Покрывало с картины торжественно сняли на церемонии отставки генерала. Я закончил строевую подготовку и получил звание обученного рядового. Самый обыкновенный солдат с устаревшей винтовкой «Спрингфилд», я стоял в строю перед задрапированным помостом, где был установлен мольберт с портретом, а генерал держал речь.

Он говорил об аэрофотосъемке и о том, что обязанность саперов – обучить все службы маскировочным работам. Он объявил, что, согласно его последнему приказу, все солдаты и сержанты, имеющие «художественные навыки», приписываются к вновь созданному маскировочному подразделению под командой – вы только послушайте: – «Старшего сержанта Рабо Карабекяна. Надеюсь, я правильно произнес его имя?»

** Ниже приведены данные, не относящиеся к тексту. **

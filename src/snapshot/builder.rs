//! Snapshot builder: walk a root and digest every file into an ordered record list

use crate::error::{DigestError, WalkError};
use crate::tree::hasher::{self, DEFAULT_CHUNK_SIZE};
use crate::tree::walker::{Walker, WalkerConfig};
use crate::types::{ContentHash, FileRecord};
use std::path::{Path, PathBuf};
use std::time::Instant;
use tracing::{debug, info, instrument, trace, warn};

/// Records of one scan plus the non-fatal problems met along the way
#[derive(Debug, Default)]
pub struct Snapshot {
    /// Records in walk order
    pub records: Vec<FileRecord>,
    /// Files that were found but could not be digested
    pub digest_failures: Vec<DigestError>,
    /// Entries the walker could not list
    pub walk_errors: Vec<WalkError>,
    /// Recorded files whose path is not valid UTF-8 and is written lossily
    pub lossy_paths: Vec<PathBuf>,
}

impl Snapshot {
    pub fn unreadable_count(&self) -> usize {
        self.records.iter().filter(|r| r.is_unreadable()).count()
    }
}

/// Builds a [`Snapshot`] for a root directory
pub struct SnapshotBuilder {
    root: PathBuf,
    walker_config: WalkerConfig,
    chunk_size: usize,
}

impl SnapshotBuilder {
    pub fn new(root: PathBuf) -> Self {
        Self {
            root,
            walker_config: WalkerConfig::default(),
            chunk_size: DEFAULT_CHUNK_SIZE,
        }
    }

    pub fn with_walker_config(mut self, config: WalkerConfig) -> Self {
        self.walker_config = config;
        self
    }

    pub fn with_chunk_size(mut self, chunk_size: usize) -> Self {
        self.chunk_size = chunk_size;
        self
    }

    /// Walk the root and digest each file.
    ///
    /// A file that cannot be digested is still recorded, with no digest. Listing
    /// errors skip the affected entry. Neither aborts the scan.
    #[instrument(skip(self), fields(root = %self.root.display()))]
    pub fn build(&self) -> Snapshot {
        let start = Instant::now();
        info!("Starting snapshot build");

        let walker = Walker::with_config(self.root.clone(), self.walker_config.clone());
        let chunk_size = self.chunk_size;
        let snapshot = self.build_with(&walker, |path| {
            hasher::digest_file_with_chunk_size(path, chunk_size)
        });

        info!(
            records = snapshot.records.len(),
            unreadable = snapshot.digest_failures.len(),
            walk_errors = snapshot.walk_errors.len(),
            lossy_paths = snapshot.lossy_paths.len(),
            duration_ms = start.elapsed().as_millis(),
            "Snapshot build completed"
        );
        snapshot
    }

    fn build_with<F>(&self, walker: &Walker, mut digest: F) -> Snapshot
    where
        F: FnMut(&Path) -> Result<ContentHash, DigestError>,
    {
        let mut snapshot = Snapshot::default();

        for item in walker.walk() {
            let file = match item {
                Ok(file) => file,
                Err(e) => {
                    warn!(path = ?e.path, "Skipping entry: {}", e.message);
                    snapshot.walk_errors.push(e);
                    continue;
                }
            };

            if file.path.to_str().is_none() {
                warn!(
                    path = %file.path.display(),
                    "Path is not valid UTF-8, it will be recorded lossily and cannot be rechecked"
                );
                snapshot.lossy_paths.push(file.path.clone());
            }

            let digest = match digest(&file.path) {
                Ok(hash) => {
                    trace!(path = %file.path.display(), digest = %hash, "Digested file");
                    Some(hash)
                }
                Err(e) => {
                    warn!(path = %file.path.display(), "{}", e);
                    snapshot.digest_failures.push(e);
                    None
                }
            };

            snapshot
                .records
                .push(FileRecord::new(file.path, file.name, digest));
        }

        debug!(records = snapshot.records.len(), "Walk exhausted");
        snapshot
    }
}

/// Scan `root` with default settings
pub fn build_snapshot(root: &Path) -> Snapshot {
    SnapshotBuilder::new(root.to_path_buf()).build()
}
//! Environment source: FSBASELINE__<SECTION>__<KEY>, e.g. FSBASELINE__SCAN__CHUNK_SIZE

use config::builder::DefaultState;
use config::ConfigBuilder;
use config::Environment;

pub const ENV_PREFIX: &str = "FSBASELINE";

/// Add environment overrides to builder (highest file-independent precedence).
pub fn add_to_builder(builder: ConfigBuilder<DefaultState>) -> ConfigBuilder<DefaultState> {
    builder.add_source(
        Environment::with_prefix(ENV_PREFIX)
            .separator("__")
            .try_parsing(true),
    )
}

Правильно, еще как правильно!


* * *


Я служил старшим сержантом в форте Бельвуар, когда прочел в газете о смерти Дэна Грегори и Фреда Джонса в Египте. Мерили не упоминалась. Хоть они и носили итальянскую военную форму, но были штатскими, и обоим посвятили почтительно написанные некрологи, ведь Америка тогда еще не вступила в войну. Итальянцы еще не были врагами, а англичане, убившие Грегори и Фреда, еще не были союзниками. В некрологе, помню, говорилось, что Грегори, наверно, – самый известный художник за всю историю Америки. Фред отправлялся на Страшный суд асом первой мировой войны, хоть им и не был, и пионером авиации.

Меня, разумеется, больше всего интересовала Мерили. Она еще молода, по-прежнему красива, и, конечно, найдет кого-нибудь побогаче меня, кто о ней позаботится. В моем положении мечтать о ней не приходилось. Военным платили мало, даже старшим сержантам. И не предвиделось распродажи Святых Граалей со скидкой в гарнизонном магазине.


* * *


Моя страна, наконец, тоже начала воевать, как и все остальные; меня произвели в лейтенанты, и я служил, можно сказать, воевал в Северной Африке, Сицилии, Англии и Франции. В конце концов пришлось сражаться и на границе Германии, я был ранен и захвачен в плен, не сделав и выстрела. Та самая белая вспышка – и все.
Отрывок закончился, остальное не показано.